## Prompt
Check each line of the listing for the word "DeserializeOwned" and give only the number of lines that have it.

===== Records supplied =====

use sea_orm::entity::prelude::*;
use serde::{Deserialize, Serialize};
use utoipa::ToSchema;

/// Product entity
#[derive(Clone, Debug, PartialEq, Eq, DeriveEntityModel, Serialize, Deserialize, ToSchema)]
#[sea_orm(table_name = "products")]
#[schema(as = Product)]
pub struct Model {
    /// Store-assigned identifier
    #[sea_orm(primary_key)]
    #[schema(example = 1)]
    pub id: i32,

    /// Product name, 1 to 50 characters
    #[schema(example = "Notebook")]
    pub name: String,

    /// Optional description, at most 200 characters
    #[schema(example = "A5 ruled")]
    pub description: Option<String>,

    /// Units on hand, never negative
    #[schema(example = 100)]
    pub quantity: i32,
}

#[derive(Copy, Clone, Debug, EnumIter, DeriveRelation)]
pub enum Relation {}

impl ActiveModelBehavior for ActiveModel {}

/// A validated product that has not been stored yet.
#[derive(Clone, Debug, PartialEq, Eq)]
pub struct NewProduct {
    pub name: String,
    pub description: Option<String>,
    pub quantity: i32,
}

impl NewProduct {
    /// Attaches a store-assigned id.
    pub fn with_id(self, id: i32) -> Model {
        Model {
            id,
            name: self.name,
            description: self.description,
            quantity: self.quantity,
        }
    }
}
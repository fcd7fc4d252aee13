// Core services
pub mod product_service;

pub use product_service::ProductService;
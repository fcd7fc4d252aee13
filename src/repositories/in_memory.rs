use async_trait::async_trait;
use dashmap::DashMap;
use std::sync::atomic::{AtomicI32, Ordering};

use crate::entities::product::{Model as ProductModel, NewProduct};
use crate::errors::ServiceError;
use crate::repositories::ProductStore;

/// Process-local product store keyed by id.
///
/// Ids start at 1 and are never reused, even after `delete_all`.
#[derive(Debug)]
pub struct InMemoryProductStore {
    products: DashMap<i32, ProductModel>,
    next_id: AtomicI32,
}

impl Default for InMemoryProductStore {
    fn default() -> Self {
        Self::new()
    }
}

impl InMemoryProductStore {
    pub fn new() -> Self {
        Self {
            products: DashMap::new(),
            next_id: AtomicI32::new(1),
        }
    }

    pub fn len(&self) -> usize {
        self.products.len()
    }

    pub fn is_empty(&self) -> bool {
        self.products.is_empty()
    }
}

#[async_trait]
impl ProductStore for InMemoryProductStore {
    async fn insert(&self, product: NewProduct) -> Result<ProductModel, ServiceError> {
        let id = self.next_id.fetch_add(1, Ordering::SeqCst);
        let stored = product.with_id(id);
        self.products.insert(id, stored.clone());
        Ok(stored)
    }

    async fn update(&self, product: ProductModel) -> Result<ProductModel, ServiceError> {
        match self.products.get_mut(&product.id) {
            Some(mut entry) => {
                *entry = product.clone();
                Ok(product)
            }
            None => Err(ServiceError::product_not_found()),
        }
    }

    async fn find_all(&self) -> Result<Vec<ProductModel>, ServiceError> {
        let mut all: Vec<ProductModel> = self
            .products
            .iter()
            .map(|entry| entry.value().clone())
            .collect();
        all.sort_by_key(|p| p.id);
        Ok(all)
    }

    async fn find_by_id(&self, id: i32) -> Result<Option<ProductModel>, ServiceError> {
        Ok(self.products.get(&id).map(|entry| entry.value().clone()))
    }

    async fn exists_by_id(&self, id: i32) -> Result<bool, ServiceError> {
        Ok(self.products.contains_key(&id))
    }

    async fn delete_by_id(&self, id: i32) -> Result<(), ServiceError> {
        self.products.remove(&id);
        Ok(())
    }

    async fn delete_all(&self) -> Result<u64, ServiceError> {
        let removed = self.products.len() as u64;
        self.products.clear();
        Ok(removed)
    }
}
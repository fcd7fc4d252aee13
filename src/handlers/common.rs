use axum::{
    async_trait,
    extract::{FromRequest, FromRequestParts, Path, Request},
    http::{request::Parts, StatusCode},
    response::{IntoResponse, Response},
    Json,
};
use serde::{de::DeserializeOwned, Serialize};

use crate::errors::ServiceError;

/// Standard success response
pub fn success_response<T: Serialize>(data: T) -> Response {
    (StatusCode::OK, Json(data)).into_response()
}

/// Standard created response
pub fn created_response<T: Serialize>(data: T) -> Response {
    (StatusCode::CREATED, Json(data)).into_response()
}

/// JSON body extractor whose rejections use the API error body.
#[derive(Debug, Clone, Copy, Default)]
pub struct ApiJson<T>(pub T);

#[async_trait]
impl<T, S> FromRequest<S> for ApiJson<T>
where
    T: DeserializeOwned,
    S: Send + Sync,
{
    type Rejection = ServiceError;

    async fn from_request(req: Request, state: &S) -> Result<Self, Self::Rejection> {
        match Json::<T>::from_request(req, state).await {
            Ok(Json(value)) => Ok(Self(value)),
            Err(rejection) => Err(ServiceError::BadRequest(rejection.body_text())),
        }
    }
}

/// Path extractor whose rejections use the API error body.
#[derive(Debug, Clone, Copy, Default)]
pub struct ApiPath<T>(pub T);

#[async_trait]
impl<T, S> FromRequestParts<S> for ApiPath<T>
where
    T: DeserializeOwned + Send,
    S: Send + Sync,
{
    type Rejection = ServiceError;

    async fn from_request_parts(parts: &mut Parts, state: &S) -> Result<Self, Self::Rejection> {
        match Path::<T>::from_request_parts(parts, state).await {
            Ok(Path(value)) => Ok(Self(value)),
            Err(rejection) => Err(ServiceError::BadRequest(rejection.body_text())),
        }
    }
}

=====

## Written answer
3